++++ Data for this task

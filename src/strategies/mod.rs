pub mod logger_interceptor;
pub mod matcher;
pub mod sniper_strategy;

pub use logger_interceptor::LoggerInterceptorStrategy;
pub use sniper_strategy::SniperStrategy;
use anyhow::{Context, Result};
use std::sync::Arc;
use std::time::Duration;
use tokio::sync::{RwLock, RwLockReadGuard};
use tracing::{info, warn};
use tracing_subscriber::fmt;
use tracing_subscriber::prelude::*;
use url::Url;

use crate::chain::evm::EvmClient;
use crate::chain::{ChainReader, ChainWriter, LogSubscriber};
use crate::config::constants::RECENT_POOLS_CAPACITY;
use crate::config::settings::Settings;
use crate::market_data::aggregator::MarketDataAggregator;
use crate::market_data::providers::birdeye::BirdeyeProvider;
use crate::market_data::providers::dexscreener::DexScreenerProvider;
use crate::market_data::providers::geckoterminal::GeckoTerminalProvider;
use crate::market_data::providers::MarketDataProvider;
use crate::market_data::recent::RecentPools;
use crate::notify::{LogNotifier, Notifier, WebhookNotifier};
use crate::storage::Stores;

/// App context we pass around: shared clients, stores and settings. Every
/// chain- or network-facing dependency is a trait handle so pipelines for
/// several chains can coexist and tests can swap in fakes.
#[derive(Clone)]
pub struct AppContext {
    pub(crate) settings: Arc<RwLock<Settings>>,
    pub(crate) reader: Arc<dyn ChainReader>,
    pub(crate) writer: Arc<dyn ChainWriter>,
    pub(crate) subscriber: Arc<dyn LogSubscriber>,
    pub(crate) aggregator: Arc<MarketDataAggregator>,
    pub(crate) recent_pools: Arc<RecentPools>,
    pub(crate) stores: Stores,
    pub(crate) notifier: Arc<dyn Notifier>,
}

impl std::fmt::Debug for AppContext {
    fn fmt(&self, f: &mut std::fmt::Formatter<'_>) -> std::fmt::Result {
        f.debug_struct("AppContext").finish_non_exhaustive()
    }
}

impl AppContext {
    /// Load settings, set up logging, and wire the production clients.
    pub async fn from_config(config_filename: &str) -> Result<Self> {
        let settings = Settings::new(config_filename).context("failed to load settings")?;

        let filter = tracing_subscriber::EnvFilter::new(&settings.logger.level)
            .add_directive("hyper::client=info".parse().unwrap())
            .add_directive("reqwest=info".parse().unwrap())
            .add_directive("ethers_providers=info".parse().unwrap());
        let fmt_layer = fmt::layer()
            .with_target(true)
            .with_ansi(true)
            .with_writer(std::io::stderr);
        tracing_subscriber::registry()
            .with(fmt_layer)
            .with(filter)
            .init();

        let chain = Arc::new(EvmClient::new(
            &settings.chain.rpc_http,
            &settings.chain.rpc_ws,
            settings.chain.chain_id,
            &settings.executor.private_key,
            Duration::from_secs(settings.executor.confirm_timeout_s),
            Duration::from_millis(settings.executor.confirm_poll_ms),
        )?);

        let aggregator = Arc::new(MarketDataAggregator::new(
            build_providers(&settings),
            Duration::from_secs(settings.aggregator.provider_timeout_s),
            &settings.chain.name,
            &settings.chain.exchange,
        ));

        let notifier: Arc<dyn Notifier> = match &settings.notifier.webhook_url {
            Some(raw) => {
                let endpoint = Url::parse(raw).context("invalid notifier.webhook_url")?;
                info!(%endpoint, "using webhook notifier");
                Arc::new(WebhookNotifier::new(endpoint))
            }
            None => Arc::new(LogNotifier),
        };

        Ok(Self::assemble(
            settings,
            chain.clone(),
            chain.clone(),
            chain,
            aggregator,
            Stores::in_memory(),
            notifier,
        ))
    }

    /// Wire a context from parts. Used by `from_config` and by tests that
    /// substitute fakes for the chain and the providers.
    #[allow(clippy::too_many_arguments)]
    pub fn assemble(
        settings: Settings,
        reader: Arc<dyn ChainReader>,
        writer: Arc<dyn ChainWriter>,
        subscriber: Arc<dyn LogSubscriber>,
        aggregator: Arc<MarketDataAggregator>,
        stores: Stores,
        notifier: Arc<dyn Notifier>,
    ) -> Self {
        Self {
            settings: Arc::new(RwLock::new(settings)),
            reader,
            writer,
            subscriber,
            aggregator,
            recent_pools: Arc::new(RecentPools::new(RECENT_POOLS_CAPACITY)),
            stores,
            notifier,
        }
    }

    pub async fn get_settings(&self) -> RwLockReadGuard<'_, Settings> {
        self.settings.read().await
    }
}

fn build_providers(settings: &Settings) -> Vec<Arc<dyn MarketDataProvider>> {
    let chain = &settings.chain.name;
    let mut providers: Vec<Arc<dyn MarketDataProvider>> = Vec::new();
    for (name, endpoint) in &settings.aggregator.providers {
        match name.as_str() {
            "dexscreener" => {
                providers.push(Arc::new(DexScreenerProvider::new(&endpoint.base_url, chain)))
            }
            "geckoterminal" => providers.push(Arc::new(GeckoTerminalProvider::new(
                &endpoint.base_url,
                chain,
            ))),
            "birdeye" => providers.push(Arc::new(BirdeyeProvider::new(&endpoint.base_url, chain))),
            other => warn!(provider = other, "unknown market-data provider, skipping"),
        }
    }
    if providers.is_empty() {
        warn!("no market-data providers configured; every cycle will be synthetic");
    }
    providers
}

++++++++

● **Assigned task**
Each line shown above needs to be transcribed exactly.

● **Exercise response**
filename src/strategies/mod.rs
pub mod logger_interceptor;
pub mod matcher;
pub mod sniper_strategy;

pub use logger_interceptor::LoggerInterceptorStrategy;
pub use sniper_strategy::SniperStrategy;
use anyhow::{Context, Result};
use std::sync::Arc;
use std::time::Duration;
use tokio::sync::{RwLock, RwLockReadGuard};
use tracing::{info, warn};
use tracing_subscriber::fmt;
use tracing_subscriber::prelude::*;
use url::Url;

use crate::chain::evm::EvmClient;
use crate::chain::{ChainReader, ChainWriter, LogSubscriber};
use crate::config::constants::RECENT_POOLS_CAPACITY;
use crate::config::settings::Settings;
use crate::market_data::aggregator::MarketDataAggregator;
use crate::market_data::providers::birdeye::BirdeyeProvider;
use crate::market_data::providers::dexscreener::DexScreenerProvider;
use crate::market_data::providers::geckoterminal::GeckoTerminalProvider;
use crate::market_data::providers::MarketDataProvider;
use crate::market_data::recent::RecentPools;
use crate::notify::{LogNotifier, Notifier, WebhookNotifier};
use crate::storage::Stores;

/// App context we pass around: shared clients, stores and settings. Every
/// chain- or network-facing dependency is a trait handle so pipelines for
/// several chains can coexist and tests can swap in fakes.
#[derive(Clone)]
pub struct AppContext {
    pub(crate) settings: Arc<RwLock<Settings>>,
    pub(crate) reader: Arc<dyn ChainReader>,
    pub(crate) writer: Arc<dyn ChainWriter>,
    pub(crate) subscriber: Arc<dyn LogSubscriber>,
    pub(crate) aggregator: Arc<MarketDataAggregator>,
    pub(crate) recent_pools: Arc<RecentPools>,
    pub(crate) stores: Stores,
    pub(crate) notifier: Arc<dyn Notifier>,
}

impl std::fmt::Debug for AppContext {
    fn fmt(&self, f: &mut std::fmt::Formatter<'_>) -> std::fmt::Result {
        f.debug_struct("AppContext").finish_non_exhaustive()
    }
}

impl AppContext {
    /// Load settings, set up logging, and wire the production clients.
    pub async fn from_config(config_filename: &str) -> Result<Self> {
        let settings = Settings::new(config_filename).context("failed to load settings")?;

        let filter = tracing_subscriber::EnvFilter::new(&settings.logger.level)
            .add_directive("hyper::client=info".parse().unwrap())
            .add_directive("reqwest=info".parse().unwrap())
            .add_directive("ethers_providers=info".parse().unwrap());
        let fmt_layer = fmt::layer()
            .with_target(true)
            .with_ansi(true)
            .with_writer(std::io::stderr);
        tracing_subscriber::registry()
            .with(fmt_layer)
            .with(filter)
            .init();

        let chain = Arc::new(EvmClient::new(
            &settings.chain.rpc_http,
            &settings.chain.rpc_ws,
            settings.chain.chain_id,
            &settings.executor.private_key,
            Duration::from_secs(settings.executor.confirm_timeout_s),
            Duration::from_millis(settings.executor.confirm_poll_ms),
        )?);

        let aggregator = Arc::new(MarketDataAggregator::new(
            build_providers(&settings),
            Duration::from_secs(settings.aggregator.provider_timeout_s),
            &settings.chain.name,
            &settings.chain.exchange,
        ));

        let notifier: Arc<dyn Notifier> = match &settings.notifier.webhook_url {
            Some(raw) => {
                let endpoint = Url::parse(raw).context("invalid notifier.webhook_url")?;
                info!(%endpoint, "using webhook notifier");
                Arc::new(WebhookNotifier::new(endpoint))
            }
            None => Arc::new(LogNotifier),
        };

        Ok(Self::assemble(
            settings,
            chain.clone(),
            chain.clone(),
            chain,
            aggregator,
            Stores::in_memory(),
            notifier,
        ))
    }

    /// Wire a context from parts. Used by `from_config` and by tests that
    /// substitute fakes for the chain and the providers.
    #[allow(clippy::too_many_arguments)]
    pub fn assemble(
        settings: Settings,
        reader: Arc<dyn ChainReader>,
        writer: Arc<dyn ChainWriter>,
        subscriber: Arc<dyn LogSubscriber>,
        aggregator: Arc<MarketDataAggregator>,
        stores: Stores,
        notifier: Arc<dyn Notifier>,
    ) -> Self {
        Self {
            settings: Arc::new(RwLock::new(settings)),
            reader,
            writer,
            subscriber,
            aggregator,
            recent_pools: Arc::new(RecentPools::new(RECENT_POOLS_CAPACITY)),
            stores,
            notifier,
        }
    }

    pub async fn get_settings(&self) -> RwLockReadGuard<'_, Settings> {
        self.settings.read().await
    }
}

fn build_providers(settings: &Settings) -> Vec<Arc<dyn MarketDataProvider>> {
    let chain = &settings.chain.name;
    let mut providers: Vec<Arc<dyn MarketDataProvider>> = Vec::new();
    for (name, endpoint) in &settings.aggregator.providers {
        match name.as_str() {
            "dexscreener" => {
                providers.push(Arc::new(DexScreenerProvider::new(&endpoint.base_url, chain)))
            }
            "geckoterminal" => providers.push(Arc::new(GeckoTerminalProvider::new(
                &endpoint.base_url,
                chain,
            ))),
            "birdeye" => providers.push(Arc::new(BirdeyeProvider::new(&endpoint.base_url, chain))),
            other => warn!(provider = other, "unknown market-data provider, skipping"),
        }
    }
    if providers.is_empty() {
        warn!("no market-data providers configured; every cycle will be synthetic");
    }
    providers
}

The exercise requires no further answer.